“The N Word”

I was 8 years old when I first head the word “nigger.” On that day, Jimmy, an elementary school classmate of Irish descent, spat the slur at Amy, a pretty girl whose light brown skin had previously seemed inconsequential, during a dispute over whose turn it was to be milk monitor, or clap erasers, or some equally important responsibility.

Our social studies teacher grabbed Jimmy’s arm so fiercely I thought it would snap off at the shoulder. “Don’t ever use that word again!” she screamed. “We don’t call Jewish people ‘kikes,’ we don’t call Mexican people ‘spics,’ and we don’t call black people ‘niggers’! Ever!”

That episode left an indelible stamp on my psyche. It makes me nervous just to type “nigger” right now. Even when I’m in a roomful of people grooving to a hip-hop jam that uses one of the acceptable variations of “the N word” bandied about freely on M2 and urban radio, I feel self-conscious and a little guilty.

Yet, I’m appalled when I read about schools trying to ban Huckleberry Finn for its use of the word, because I despise censorship equally. Regardless, “nigger” is still the only word that regularly makes me hesitate before playing particular cuts in my DJ sets. Every time I drop Patti Smith’s “Rock ‘n’ Roll Nigger,” I brace myself for the imminent attack from some overenthusiastic Evergreen student. But I usually play the song anyway, because it’s too powerful to deny.

But there is one song that features that dreaded word prominently that I have never played in public, and although it’s among my favorites, probably never will: “Rednecks,” from Randy Newman’s 1974 masterpiece Good Old Boys.

In his liner notes to Rhino Records’ new, expanded reissue of the disc, David Wild describes the album as “a conceptual song cycle that explores the good, the bad, and the ugly of the American South, with all the racial and social politics that such volatile subject matter involves.” My introduction to the record was the track “Louisiana 1927,” which I first heard in high school. Although I was too young then to appreciate the song’s historical context, I was immediately taken in by the chromatic twists of Newman’s theatrical melodies, his laconic drawl, and telling lyrical details.

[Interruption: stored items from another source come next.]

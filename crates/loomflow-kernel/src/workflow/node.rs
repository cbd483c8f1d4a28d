//! Node abstraction
//!
//! 节点抽象 / Node abstraction
//!
//! A node is a named async unit of work. It receives the value routed to it
//! and a [`NodeContext`], and returns a [`NodeOutput`] or a [`NodeError`].

use super::context::NodeContext;
use super::error::NodeError;
use super::value::WorkflowValue;
use async_trait::async_trait;
use serde::{Deserialize, Serialize};
use std::fmt;

/// Node category. Informational except for `Condition`/`Switch`, which the
/// graph validator treats as branching nodes.
#[derive(Debug, Clone, Copy, PartialEq, Eq, Hash, Serialize, Deserialize)]
pub enum NodeKind {
    Llm,
    Tool,
    Transform,
    Condition,
    Switch,
    Parallel,
    MapReduce,
    Delay,
    Validation,
    Log,
}

impl NodeKind {
    pub fn is_branching(self) -> bool {
        matches!(self, NodeKind::Condition | NodeKind::Switch)
    }
}

impl fmt::Display for NodeKind {
    fn fmt(&self, f: &mut fmt::Formatter<'_>) -> fmt::Result {
        let s = match self {
            NodeKind::Llm => "llm",
            NodeKind::Tool => "tool",
            NodeKind::Transform => "transform",
            NodeKind::Condition => "condition",
            NodeKind::Switch => "switch",
            NodeKind::Parallel => "parallel",
            NodeKind::MapReduce => "map_reduce",
            NodeKind::Delay => "delay",
            NodeKind::Validation => "validation",
            NodeKind::Log => "log",
        };
        f.write_str(s)
    }
}

/// Routing instruction returned alongside a node's value.
#[derive(Debug, Clone, Default, PartialEq, Eq, Serialize, Deserialize)]
pub enum Directive {
    /// Follow the node's outgoing edges.
    #[default]
    Continue,
    /// Follow only the edge labelled with this branch key (or the default edge).
    Branch(String),
    /// Stop the run after the current step; this value becomes the final output.
    Finish,
}

/// Value plus routing directive.
#[derive(Debug, Clone, PartialEq, Default)]
pub struct NodeOutput {
    pub value: WorkflowValue,
    pub directive: Directive,
}

impl NodeOutput {
    pub fn new(value: impl Into<WorkflowValue>) -> Self {
        Self {
            value: value.into(),
            directive: Directive::Continue,
        }
    }

    pub fn branch(value: impl Into<WorkflowValue>, key: impl Into<String>) -> Self {
        Self {
            value: value.into(),
            directive: Directive::Branch(key.into()),
        }
    }

    pub fn finish(value: impl Into<WorkflowValue>) -> Self {
        Self {
            value: value.into(),
            directive: Directive::Finish,
        }
    }
}

impl From<WorkflowValue> for NodeOutput {
    fn from(value: WorkflowValue) -> Self {
        NodeOutput::new(value)
    }
}

/// Executable unit of a workflow.
#[async_trait]
pub trait Node: Send + Sync {
    fn name(&self) -> &str;

    fn kind(&self) -> NodeKind;

    /// Nodes that must have a recorded result before this one may run.
    fn dependencies(&self) -> &[String] {
        &[]
    }

    async fn execute(&self, input: WorkflowValue, ctx: &NodeContext)
    -> Result<NodeOutput, NodeError>;
}
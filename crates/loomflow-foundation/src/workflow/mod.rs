//! Graph-based Workflow Orchestration
//!
//! 提供基于有向图的工作流编排系统，支持：
//! - 多种节点类型（任务、条件、分支、并行、映射归约、延迟、校验、日志、LLM、工具）
//! - 按前沿推进的执行与汇合屏障
//! - 重试、回退、超时与熔断
//! - 生命周期钩子与执行事件
//! - 检查点与恢复
//!
//! Build with [`WorkflowBuilder`], run with [`Workflow::run`].

mod builder;
mod config;
mod engine;
pub mod execution_event;
mod executor;
mod fault_tolerance;
mod graph;
mod hooks;
mod node;

pub use builder::*;
pub use config::*;
pub use engine::*;
pub use execution_event::{ExecutionEvent, ExecutionEventEnvelope};
pub use executor::WorkflowExecutor;
pub use fault_tolerance::*;
pub use graph::*;
pub use hooks::*;
pub use node::*;
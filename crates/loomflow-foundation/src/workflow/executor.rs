//! 工作流执行器
//! Workflow Executor
//!
//! 负责工作流的执行调度
//! Frontier scheduler. Each step takes every pending node whose declared
//! dependencies have a recorded result, runs them concurrently behind a join
//! barrier, merges their results into the [`ExecutionContext`] in frontier
//! order, and evaluates outgoing edges to build the next frontier.
//!
//! The control loop is the only writer of the context. Running nodes see an
//! immutable snapshot taken when the frontier was dispatched.

use super::config::ExecutorConfig;
use super::graph::{EdgeGuard, ItemSource, MapFailurePolicy, MapReduceSpec, NodeBody, WorkflowGraph};
use futures::FutureExt;
use futures::future::join_all;
use loomflow_kernel::workflow::{
    Activation, Checkpoint, CheckpointSink, Directive, ErrorKind, ExecutionContext, Node,
    NodeContext, NodeError, NodeOutput, NodeResult, NoopHooks, PendingNode, RunFailure,
    WorkflowHooks, WorkflowResult, WorkflowStatus, WorkflowValue, guard_hook,
};
use std::any::Any;
use std::panic::AssertUnwindSafe;
use std::sync::Arc;
use std::time::Instant;
use tokio::sync::Semaphore;
use tokio::task::JoinSet;
use tokio_util::sync::CancellationToken;
use tracing::{Instrument, debug, info, info_span, warn};

/// How a run ended, before the final output is resolved.
#[derive(Debug)]
pub(crate) enum Outcome {
    Completed { finished: Option<WorkflowValue> },
    Failed(RunFailure),
}

/// Mutable state of one run, owned by the control loop.
struct RunState {
    ctx: ExecutionContext,
    pending: Vec<PendingNode>,
    invocations: u64,
    step: u64,
}

/// What the executor does for one frontier member.
#[derive(Clone)]
enum Job {
    Leaf(Arc<dyn Node>),
    Parallel {
        children: Vec<Arc<dyn Node>>,
        fail_fast: bool,
    },
    MapReduce {
        spec: MapReduceSpec,
        items: Vec<WorkflowValue>,
    },
    /// Failed before dispatch, e.g. map-reduce items that are not a list.
    Rejected(NodeError),
}

impl Job {
    /// Invocations charged against `max_iterations`.
    fn cost(&self) -> u64 {
        match self {
            Job::Leaf(_) | Job::Rejected(_) => 1,
            Job::Parallel { children, .. } => children.len().max(1) as u64,
            Job::MapReduce { items, .. } => items.len() as u64 + 1,
        }
    }
}

struct Dispatch {
    name: String,
    input: WorkflowValue,
    job: Job,
}

struct Completion {
    output: Result<NodeOutput, NodeError>,
    /// Parallel children, recorded under their own names.
    children: Vec<(String, NodeResult)>,
    /// Map-reduce per-element results in input order.
    elements: Option<Vec<NodeResult>>,
}

impl Completion {
    fn leaf(output: Result<NodeOutput, NodeError>) -> Self {
        Self {
            output,
            children: Vec::new(),
            elements: None,
        }
    }
}

/// 工作流执行器
/// Workflow Executor
///
/// Stateless between runs: one executor serves any number of concurrent
/// runs of the same graph.
#[derive(Clone)]
pub struct WorkflowExecutor {
    graph: Arc<WorkflowGraph>,
    config: ExecutorConfig,
    hooks: Arc<dyn WorkflowHooks>,
    checkpoint_sink: Option<Arc<dyn CheckpointSink>>,
}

A couple years ago, I finally decided to investigate the rest of Good Old Boys and bought a used copy. It’s a captivating listen, from the beer-soaked ballad “Marie” and the jaunty “Birmingham,” to the closing “Rollin’,” the most beautiful ditty about booze since “One for My Baby (And One More for the Road).” But I kept coming back to “Rednecks.” With its cunning blend of Dixieland, ragtime, honky-tonk, and hints of Southern rock, the song’s melody was soon imbedded in my noggin.

But the chorus, though catchy as hell, made me uncomfortable: “We’re rednecks, rednecks/And we don’t know our ass from a hole in the ground/We’re rednecks, rednecks/And we’re keeping the niggers down.” Never mind that the number is written from the point of view of a Southerner pissed off after watching Georgia Gov. Lester P. Maddox being attacked on The Dick Cavett Show. Or that the lyric slyly points out the pervasive nature of racism nationwide. In a world where most people still haven’t figured out that Newman’s hit “Short People” was a joke, “Rednecks” was not something I wanted to be caught singing under my breath at the QFC.

But the discomfort that song sparked also made me scrutinize the album’s contents more thoroughly than 99 percent of my other LPs. I researched the lives of Maddox and Huey P. Long and their roles in the civil rights movement. I learned how the flood Newman sang about in “Louisiana 1927” wiped out the cotton fields, leaving thousands of blacks unemployed. Ultimately, hearing Newman sing “niggers” in “Rednecks” made me do just what I pray the word does when students read it in Huckleberry Finn: think about thorny issues and unpleasant history. About how people let external forces shape their actions and ideas.

After 16 Academy Award nominations over the past 20 years, Randy Newman finally won one this year for “If I Didn’t Have You” from Disney’s Monsters, Inc. While I admit he deserved the belated acknowledgement, it’s depressing that Newman is now best known for his work with the same entertainment giant that would like to pretend that Song of the South never happened. If I had my druthers, Randy would still be pushing people’s buttons with songs like “Rednecks” instead of penning tunes that help sell stuffed animals. Because, despite the fear drummed into me that unforgettable afternoon in third grade, thanks to Good Old Boys I can now appreciate that sometimes, when handled with wit and care, saying a word like “nigger” does more good than pretending it never existed.